Lavina Fielding Anderson, a former professor at Brigham Young, said she had learned of the "internal espionage system" during her research on the relationship between Mormon feminists and intellectuals and church leaders.
Anderson, who edits the independent Journal of Mormon History, cited cases in which local church leaders had conducted interviews with church members or punished them based on information in the files.
Another speaker at the conference, the four-day Sunstone Symposium, announced a plan to fight back against what he termed "spiritual abuse."
James Tuscano, a lawyer from Salt Lake City, said a group called the Mormon Alliance, officially the Mormon Defense League, had been formed last month to seek reform in the church.
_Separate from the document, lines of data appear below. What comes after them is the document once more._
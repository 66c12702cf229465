//! Path helpers for user-supplied paths.
//!
//! Configured folders may start with `~` and may be relative to the directory
//! holding the configuration file.

use std::path::{Path, PathBuf};

/// Expands a leading `~` to the home directory. Empty input yields an empty path.
#[must_use]
pub fn expand(path: &str) -> PathBuf {
    let path = path.trim();
    if path.is_empty() {
        return PathBuf::new();
    }

    PathBuf::from(shellexpand::tilde(path).as_ref())
}

/// Expands `~` and resolves relative paths against `base_dir`.
#[must_use]
pub fn expand_and_resolve(path: &str, base_dir: &Path) -> PathBuf {
    let expanded = expand(path);
    if expanded.as_os_str().is_empty() || expanded.is_absolute() {
        return expanded;
    }

    base_dir.join(expanded)
}

/// Shortens a path under the home directory to `~/...` for display.
#[must_use]
pub fn collapse_home(path: &Path) -> String {
    dirs::home_dir()
        .and_then(|home| path.strip_prefix(home).ok().map(|rest| Path::new("~").join(rest)))
        .unwrap_or_else(|| path.to_path_buf())
        .display()
        .to_string()
}

#[cfg(test)]
mod tests {
    use super::*;

    #[test]
    fn test_expand_empty_and_whitespace() {
        assert_eq!(expand(""), PathBuf::new());
        assert_eq!(expand("   "), PathBuf::new());
    }

    #[test]
    fn test_expand_tilde() {
        let expanded = expand("~/Pictures/Dynamic");
        assert!(!expanded.to_string_lossy().starts_with('~'));
        assert!(expanded.ends_with("Pictures/Dynamic"));
    }

    #[test]
    fn test_expand_keeps_absolute_and_relative() {
        assert_eq!(expand("/srv/walls"), PathBuf::from("/srv/walls"));
        assert_eq!(expand("walls"), PathBuf::from("walls"));
    }

    #[test]
    fn test_expand_and_resolve_relative() {
        let resolved = expand_and_resolve("walls", Path::new("/home/me/.config/heicwall"));
        assert_eq!(resolved, PathBuf::from("/home/me/.config/heicwall/walls"));
    }

    #[test]
    fn test_expand_and_resolve_absolute_and_empty() {
        let base = Path::new("/base");
        assert_eq!(expand_and_resolve("/abs", base), PathBuf::from("/abs"));
        assert_eq!(expand_and_resolve("", base), PathBuf::new());
        assert!(expand_and_resolve("~/x", base).is_absolute());
    }

    #[test]
    fn test_collapse_home() {
        assert_eq!(collapse_home(Path::new("relative/data")), "relative/data");
        if let Some(home) = dirs::home_dir() {
            assert_eq!(collapse_home(&home.join("walls")), format!("~{}walls", std::path::MAIN_SEPARATOR));
        }
    }
}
Tuscano said the Alliance's goal will be to "uncover, identify, define, name, chronicle, resist and even combat acts and threats of defamation and spiritual abuse perpetrated on Mormon individuals and institutions."
Tuscano said the organization is needed because Mormon intellectuals have been feeling besieged. Feminists, environmentalists, anthropologists, historians and journalists are among groups that have felt heat from church headquarters.
The symposium was sponsored by the Sunstone Foundation, an independent organization formed to study Mormon issues. Last year, two weeks after the symposium ended, the church's hierarchy issued a statement denouncing the conference, contending participants had discussed publicly matters that the church "holds sacred."
The statement asked members to decline participation. Leaders of the symposium said attendance this year, estimated at 1,500, was up from last year.
Tensions in the church between intellectual freedom and censure were the theme of many of the conference sessions. Some speakers said the church exerts strong pressures on members to conform and obey, even as they give lip service to intellectual freedom.